O Movimento de Reintegração das Pessoas Atingidas pela Hanseníase (MORHAN) vem tornar pública a sua posição em relação à possibilidade da antiga colônia de Curupaiti, em Jacarepaguá, receber os índios retirados da Aldeia Maracanã na manhã desta sexta-feira, 23/03. O Morhan atua há mais de três décadas no enfrentamento do preconceito e do estigma ainda associado à doença, sendo um movimento que valoriza e busca a garantia dos direitos humanos.

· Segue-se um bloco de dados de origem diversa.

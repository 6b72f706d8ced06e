//! Schema and semantic validation of a parsed `WorkflowFile` (§4.1).
//! Collects every violation before returning; never partially loads.

use std::collections::HashSet;

use regex::Regex;

use super::def::{StepBody, WorkflowFile};
use crate::error::{ValidationFailure, ValidationIssue};
use crate::expr::{parse_expression, Expr};

const BUILTIN_IDENTS: &[&str] = &["inputs", "state", "computed", "now", "Math", "JSON", "true", "false", "null"];

pub struct ValidationOutcome {
    pub warnings: Vec<String>,
}

pub fn validate(file: &WorkflowFile) -> Result<ValidationOutcome, ValidationFailure> {
    let mut issues = Vec::new();
    let mut warnings = Vec::new();

    validate_name(&file.name, &mut issues);
    validate_version(&file.version, &mut issues);

    if file.steps.is_empty() {
        issues.push(ValidationIssue {
            location: "/steps".to_string(),
            message: "steps must be a non-empty list".to_string(),
        });
    }

    let task_names: HashSet<&str> = file.sub_agent_tasks.keys().map(String::as_str).collect();

    let base_scope: HashSet<String> = BUILTIN_IDENTS.iter().map(|s| s.to_string()).collect();
    validate_steps(&file.steps, false, &task_names, &base_scope, "/steps", &mut issues);

    for (name, task) in &file.sub_agent_tasks {
        let mut scope = base_scope.clone();
        scope.insert("item".to_string());
        scope.insert("index".to_string());
        scope.insert("total".to_string());
        scope.insert("local".to_string());
        for input_name in task.input_schema.keys() {
            scope.insert(input_name.clone());
        }
        validate_steps(
            &task.steps,
            false,
            &task_names,
            &scope,
            &format!("/sub_agent_tasks/{name}/steps"),
            &mut issues,
        );
    }

    detect_unreachable(&file.steps, "/steps", &mut warnings);

    if issues.is_empty() {
        Ok(ValidationOutcome { warnings })
    } else {
        Err(ValidationFailure { issues })
    }
}

fn validate_name(name: &str, issues: &mut Vec<ValidationIssue>) {
    let re = Regex::new(r"^[a-z0-9_-]+:[a-z0-9_-]+$").expect("static regex");
    if !re.is_match(name) {
        issues.push(ValidationIssue {
            location: "/name".to_string(),
            message: format!("'{name}' must match 'ns:id'"),
        });
    }
}

fn validate_version(version: &str, issues: &mut Vec<ValidationIssue>) {
    let re = Regex::new(r"^\d+\.\d+\.\d+$").expect("static regex");
    if !re.is_match(version) {
        issues.push(ValidationIssue {
            location: "/version".to_string(),
            message: format!("'{version}' is not a valid semver version"),
        });
    }
}

fn validate_steps(
    steps: &[super::def::Step],
    in_loop: bool,
    task_names: &HashSet<&str>,
    scope: &HashSet<String>,
    location: &str,
    issues: &mut Vec<ValidationIssue>,
) {
    for (i, step) in steps.iter().enumerate() {
        let step_loc = format!("{location}/{i}");
        validate_templates_in_step(step, scope, &step_loc, issues);

        match &step.body {
            StepBody::Break | StepBody::Continue => {
                if !in_loop {
                    issues.push(ValidationIssue {
                        location: step_loc.clone(),
                        message: "break/continue must appear inside a loop body".to_string(),
                    });
                }
            }
            StepBody::While { body, .. } => {
                validate_steps(body, true, task_names, scope, &format!("{step_loc}/body"), issues);
            }
            StepBody::Foreach { body, .. } => {
                let mut inner_scope = scope.clone();
                inner_scope.insert("item".to_string());
                inner_scope.insert("index".to_string());
                inner_scope.insert("total".to_string());
                validate_steps(body, true, task_names, &inner_scope, &format!("{step_loc}/body"), issues);
            }
            StepBody::Conditional { then_steps, else_steps, .. } => {
                validate_steps(then_steps, in_loop, task_names, scope, &format!("{step_loc}/then_steps"), issues);
                validate_steps(else_steps, in_loop, task_names, scope, &format!("{step_loc}/else_steps"), issues);
            }
            StepBody::ParallelForeach { sub_agent_task, .. } => {
                if !task_names.contains(sub_agent_task.as_str()) {
                    issues.push(ValidationIssue {
                        location: format!("{step_loc}/sub_agent_task"),
                        message: format!("sub_agent_task '{sub_agent_task}' is not defined"),
                    });
                }
            }
            _ => {}
        }
    }
}

/// Extract every `{{ expr }}` fragment and bare-path field from a step and
/// check that each referenced identifier resolves against the in-scope
/// root/loop-var set (§4.1).
fn validate_templates_in_step(
    step: &super::def::Step,
    scope: &HashSet<String>,
    location: &str,
    issues: &mut Vec<ValidationIssue>,
) {
    let mut check = |raw: &str, field: &str| {
        check_reference_string(raw, scope, &format!("{location}/{field}"), issues);
    };

    match &step.body {
        StepBody::StateUpdate { path, .. } => check(path, "path"),
        StepBody::ShellCommand { command, .. } => check(command, "command"),
        StepBody::Conditional { condition, .. } => check(condition, "condition"),
        StepBody::While { condition, .. } => check(condition, "condition"),
        StepBody::Foreach { items, .. } => check(items, "items"),
        StepBody::ParallelForeach { items, .. } => check(items, "items"),
        StepBody::UserMessage { message } => check(message, "message"),
        StepBody::UserInput { prompt, .. } => check(prompt, "prompt"),
        StepBody::McpCall { tool, .. } => check(tool, "tool"),
        StepBody::AgentPrompt { prompt, .. } => check(prompt, "prompt"),
        StepBody::AgentShellCommand { command, .. } => check(command, "command"),
        StepBody::Break | StepBody::Continue | StepBody::WaitStep => {}
    }
}

fn check_reference_string(raw: &str, scope: &HashSet<String>, location: &str, issues: &mut Vec<ValidationIssue>) {
    let exprs = extract_expressions(raw);
    for expr_src in exprs {
        match parse_expression(&expr_src) {
            Ok(expr) => {
                for ident in free_idents(&expr) {
                    if !scope.contains(&ident) {
                        issues.push(ValidationIssue {
                            location: location.to_string(),
                            message: format!("undeclared reference '{ident}' in '{expr_src}'"),
                        });
                    }
                }
            }
            Err(e) => issues.push(ValidationIssue {
                location: location.to_string(),
                message: format!("invalid expression '{expr_src}': {e}"),
            }),
        }
    }
}

/// Pull out `{{ ... }}` fragments; a string with no markers is itself
/// treated as a single bare expression (used for `condition`/`items`).
fn extract_expressions(raw: &str) -> Vec<String> {
    if let Some(_start) = raw.find("{{") {
        let mut out = Vec::new();
        let mut rest = raw;
        while let Some(start) = rest.find("{{") {
            let after = &rest[start + 2..];
            if let Some(end) = after.find("}}") {
                out.push(after[..end].trim().to_string());
                rest = &after[end + 2..];
            } else {
                break;
            }
        }
        out
    } else if looks_like_expression(raw) {
        vec![raw.trim().to_string()]
    } else {
        vec![]
    }
}

/// Bare fields like `condition: state.n < 10` or `items: state.list` are
/// authored without `{{ }}`; treat any non-empty field that isn't pure
/// literal text as an expression candidate.
fn looks_like_expression(raw: &str) -> bool {
    let trimmed = raw.trim();
    !trimmed.is_empty() && parse_expression(trimmed).is_ok()
}

fn free_idents(expr: &Expr) -> Vec<String> {
    let mut out = Vec::new();
    collect_idents(expr, &HashSet::new(), &mut out);
    out
}

fn collect_idents(expr: &Expr, bound: &HashSet<String>, out: &mut Vec<String>) {
    match expr {
        Expr::Null | Expr::Bool(_) | Expr::Number(_) | Expr::Str(_) => {}
        Expr::Array(items) => items.iter().for_each(|e| collect_idents(e, bound, out)),
        Expr::Object(fields) => fields.iter().for_each(|(_, e)| collect_idents(e, bound, out)),
        Expr::Ident(name) => {
            if !bound.contains(name) {
                out.push(name.clone());
            }
        }
        Expr::Member(base, _) => collect_idents(base, bound, out),
        Expr::Index(base, idx) => {
            collect_idents(base, bound, out);
            collect_idents(idx, bound, out);
        }
        Expr::Call(callee, args) => {
            collect_idents(callee, bound, out);
            args.iter().for_each(|a| collect_idents(a, bound, out));
        }
        Expr::Lambda(params, body) => {
            let mut inner = bound.clone();
            inner.extend(params.iter().cloned());
            collect_idents(body, &inner, out);
        }
        Expr::Unary(_, inner) => collect_idents(inner, bound, out),
        Expr::Binary(_, lhs, rhs) => {
            collect_idents(lhs, bound, out);
            collect_idents(rhs, bound, out);
        }
        Expr::Ternary(cond, then_branch, else_branch) => {
            collect_idents(cond, bound, out);
            collect_idents(then_branch, bound, out);
            collect_idents(else_branch, bound, out);
        }
    }
}

/// Find every step with a `false`-constant-only reachability gap. Kept
/// intentionally shallow: only flags steps after an unconditional `break`
/// or `continue` in the same block, which is the common authoring mistake.
fn detect_unreachable(steps: &[super::def::Step], location: &str, warnings: &mut Vec<String>) {
    let mut seen_terminal = false;
    for (i, step) in steps.iter().enumerate() {
        if seen_terminal {
            warnings.push(format!("{location}/{i} is unreachable (follows break/continue)"));
        }
        if matches!(step.body, StepBody::Break | StepBody::Continue) {
            seen_terminal = true;
        }
    }
}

Em função disso, deixamos claro que o Morhan não se opõe a chegada dos índios, que serão bem recebidos pela população que hoje vive na antiga colônia. Porém, a ocasião é oportunidade valiosa para uma reflexão sobre como a sociedade lida com o problema das populações historicamente excluídas. As pessoas atingidas pela hanseníase e os indígenas, que lutam pela manutenção de sua identidade étnica e pelo exercício de sua cidadania, fazem parte deste grupo.

Terreno

Os índios escolheram na sexta-feira o terreno de Jacarepaguá, oferecido pelo governo do estado, para construir o alojamento provisório. Em nota, o governo afirmou que o Centro de Referência da Cultura Indígena, que antes seria na Quinta da Boa Vista, também será construído no local. No entanto, de acordo com o cacique Carlos Tukano, um dos líderes do grupo, ainda haverá um diálogo sobre essa possibilidade, pois os índios preferem que o centro de referência seja no Centro da Cidade.

"Escolhemos o terreno em Jacarepaguá que é uma área ampla, com bastante vegetação, mas o Centro de Referência Indígena queremos na região central. Vamos sentar para conversar com o governo sobre essa questão", afirmou Tukano.

Os indígenas visitaram na sexta (22) os três locais oferecidos pelo estado, acompanhados da subsecretária de Assistência Social e Descentralização da Gestão, Nelma de Azeredo, e optaram pelo terreno de Jacarepaguá, que tem dois mil metros quadrados. Além do bairro da Zona Oeste, eles tinham a opção de escolher um espaço em Bonsucesso ou ao lado do galpão da empreiteira Odebrecht, na Avenida Visconde de Niterói.

“Os índios foram conhecer o espaço que lhes oferecemos em Jacarepaguá, na antiga Colônia Curupaiti, e gostaram tanto que decidiram ficar por lá desde já. Eles decidiram também que o Centro de Referencia da Cultura Indígena será construído na mesma área. Isso torna tudo mais fácil, porque não teremos que esperar o presidio da Quinta da Boa Vista ser desativado para começarmos as obras do Centro”, afirmou o secretário de Estado de Assistência Social e Direitos Humanos, Zaqueu Teixeira, contrariando Tukano no que se refere ao Centro de Referência Indígena.

Os alojamentos para residência temporária contarão com beliches, contêiner cozinha e contêiner banheiro, sendo um feminino e um masculino.